- DIRECTIONS
The answer must consist of every line in the data below that holds the word "recorded".

- SUPPLIED DATA
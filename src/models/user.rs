// src/models/user.rs
//! Registered user records and the meta-file document shapes they arrive in.
//!
//! Meta files have been written by several generations of tooling: a JSON
//! array of users, a single user object, or a `{ "selectedUser": {...} }`
//! wrapper. [`MetaDocument`] accepts all of them and yields one canonical
//! `Vec<UserRecord>`.

use serde::{Deserialize, Deserializer, Serialize};
use serde_json::{Map, Value};

/// Organization recorded when a user carries none.
pub const DEFAULT_ORG: &str = "UPES";

/// Context URI recorded when a user carries none.
pub const DEFAULT_CONTEXT: &str =
    "https://myupes-beta.upes.ac.in/connectportal/user/student/collaboration/studentprofile";

/// A registered student identity.
///
/// Unknown fields are kept in `extra` so that rewriting a meta file never
/// drops data written by other tools.
#[derive(Serialize, Deserialize, Debug, Clone, PartialEq, Default)]
#[serde(rename_all = "camelCase")]
pub struct UserRecord {
    #[serde(default)]
    pub name: String,

    /// SAP id, the external identifier students verify with.
    #[serde(default, deserialize_with = "string_or_number")]
    pub sap: String,

    #[serde(default)]
    pub email: String,

    #[serde(default, skip_serializing_if = "Option::is_none")]
    pub id: Option<String>,

    #[serde(default, skip_serializing_if = "Option::is_none")]
    pub org: Option<String>,

    #[serde(default, skip_serializing_if = "Option::is_none")]
    pub context: Option<String>,

    #[serde(default, skip_serializing_if = "Option::is_none")]
    pub created_at: Option<String>,

    #[serde(default, skip_serializing_if = "Option::is_none")]
    pub secret_key_hex: Option<String>,

    #[serde(default, skip_serializing_if = "Option::is_none")]
    pub secret_key_base64: Option<String>,

    // Legacy secret field names.
    #[serde(default, skip_serializing_if = "Option::is_none")]
    pub secret_key: Option<String>,

    #[serde(default, skip_serializing_if = "Option::is_none")]
    pub kms_secret_key: Option<String>,

    #[serde(default, skip_serializing_if = "Option::is_none")]
    pub private_secret: Option<String>,

    #[serde(flatten)]
    pub extra: Map<String, Value>,
}

impl UserRecord {
    pub fn new(name: impl Into<String>, sap: impl Into<String>, email: impl Into<String>) -> Self {
        Self {
            name: name.into(),
            sap: sap.into(),
            email: email.into(),
            ..Default::default()
        }
    }

    /// First stored secret, checked in the order
    /// `secretKeyHex`, `secretKey`, `kmsSecretKey`, `privateSecret`.
    pub fn stored_secret(&self) -> Option<&str> {
        [
            &self.secret_key_hex,
            &self.secret_key,
            &self.kms_secret_key,
            &self.private_secret,
        ]
        .into_iter()
        .filter_map(|s| s.as_deref())
        .find(|s| !s.trim().is_empty())
    }

    /// Identifier used when building a credential subject: `id`, else
    /// `email`, else `sap`.
    pub fn subject_handle(&self) -> &str {
        non_empty(self.id.as_deref())
            .or_else(|| non_empty(Some(&self.email)))
            .unwrap_or(&self.sap)
    }

    pub fn org_or_default(&self) -> &str {
        non_empty(self.org.as_deref()).unwrap_or(DEFAULT_ORG)
    }

    pub fn context_or_default(&self) -> &str {
        non_empty(self.context.as_deref()).unwrap_or(DEFAULT_CONTEXT)
    }

    /// Name shown when listing users interactively.
    pub fn display_name(&self) -> &str {
        non_empty(Some(&self.name))
            .or_else(|| non_empty(self.id.as_deref()))
            .unwrap_or("unnamed")
    }
}

fn non_empty(s: Option<&str>) -> Option<&str> {
    s.filter(|s| !s.is_empty())
}

fn string_or_number<'de, D>(deserializer: D) -> Result<String, D::Error>
where
    D: Deserializer<'de>,
{
    Ok(match Value::deserialize(deserializer)? {
        Value::String(s) => s,
        Value::Number(n) => n.to_string(),
        Value::Null => String::new(),
        other => other.to_string(),
    })
}

/// Every shape a meta file is accepted in.
#[derive(Deserialize, Debug)]
#[serde(untagged)]
pub enum MetaDocument {
    Collection(Vec<Value>),
    Wrapped {
        #[serde(rename = "selectedUser")]
        selected_user: Value,
    },
    Single(Map<String, Value>),
}

impl MetaDocument {
    /// Flattens the document into canonical records, skipping entries that
    /// are not recognizable users.
    pub fn into_records(self) -> Vec<UserRecord> {
        match self {
            MetaDocument::Collection(items) => items.iter().filter_map(user_from_value).collect(),
            MetaDocument::Wrapped { selected_user } => {
                user_from_value(&selected_user).into_iter().collect()
            }
            MetaDocument::Single(map) => user_from_value(&Value::Object(map)).into_iter().collect(),
        }
    }
}

/// Parses one user object, unwrapping `selectedUser` when present.
///
/// A user needs a `name` and at least one of `id`, `email` or `sap`.
pub fn user_from_value(value: &Value) -> Option<UserRecord> {
    let obj = value.as_object()?;
    if let Some(inner) = obj.get("selectedUser").filter(|v| v.is_object()) {
        return user_from_value(inner);
    }
    if !obj.contains_key("name") || !["id", "email", "sap"].iter().any(|k| obj.contains_key(*k)) {
        log::debug!("skipping meta entry without name and id/email/sap");
        return None;
    }
    match serde_json::from_value(value.clone()) {
        Ok(record) => Some(record),
        Err(e) => {
            log::debug!("skipping malformed meta entry: {}", e);
            None
        }
    }
}

#[cfg(test)]
mod tests {
    use super::*;
    use serde_json::json;

    fn records(value: Value) -> Vec<UserRecord> {
        serde_json::from_value::<MetaDocument>(value)
            .map(MetaDocument::into_records)
            .unwrap_or_default()
    }

    #[test]
    fn test_array_document() {
        let users = records(json!([
            {"name": "A", "sap": "1", "email": "a@x.com"},
            {"name": "B", "sap": "2", "email": "b@x.com"}
        ]));
        assert_eq!(users.len(), 2);
        assert_eq!(users[1].name, "B");
    }

    #[test]
    fn test_single_object_document() {
        let users = records(json!({"name": "A", "sap": "1", "email": "a@x.com"}));
        assert_eq!(users.len(), 1);
        assert_eq!(users[0].sap, "1");
    }

    #[test]
    fn test_selected_user_wrapper() {
        let users = records(json!({"selectedUser": {"id": "u-7", "name": "C"}}));
        assert_eq!(users.len(), 1);
        assert_eq!(users[0].id.as_deref(), Some("u-7"));
        assert_eq!(users[0].subject_handle(), "u-7");
    }

    #[test]
    fn test_unrecognized_entries_are_skipped() {
        let users = records(json!([{"foo": 1}, {"name": "only-name"}, {"name": "D", "email": "d@x"}]));
        assert_eq!(users.len(), 1);
        assert_eq!(users[0].name, "D");
        assert!(records(json!("just a string")).is_empty());
    }

    #[test]
    fn test_numeric_sap_and_unknown_fields_survive() {
        let users = records(json!([{"name": "E", "sap": 500012, "email": "e@x", "batch": 2024}]));
        assert_eq!(users[0].sap, "500012");
        let back = serde_json::to_value(&users[0]).unwrap();
        assert_eq!(back["batch"], json!(2024));
        assert_eq!(back["sap"], json!("500012"));
    }

    #[test]
    fn test_stored_secret_precedence() {
        let mut user = UserRecord::new("A", "1", "a@x");
        assert_eq!(user.stored_secret(), None);
        user.private_secret = Some("p".into());
        user.secret_key = Some("  ".into());
        assert_eq!(user.stored_secret(), Some("p"));
        user.secret_key_hex = Some("abcd".into());
        assert_eq!(user.stored_secret(), Some("abcd"));
    }

    #[test]
    fn test_defaults() {
        let user = UserRecord::new("A", "1", "a@x");
        assert_eq!(user.org_or_default(), DEFAULT_ORG);
        assert_eq!(user.context_or_default(), DEFAULT_CONTEXT);
        assert_eq!(user.subject_handle(), "a@x");
    }
}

- RESPONSE TO THIS TASK
/// Organization recorded when a user carries none.
/// Context URI recorded when a user carries none.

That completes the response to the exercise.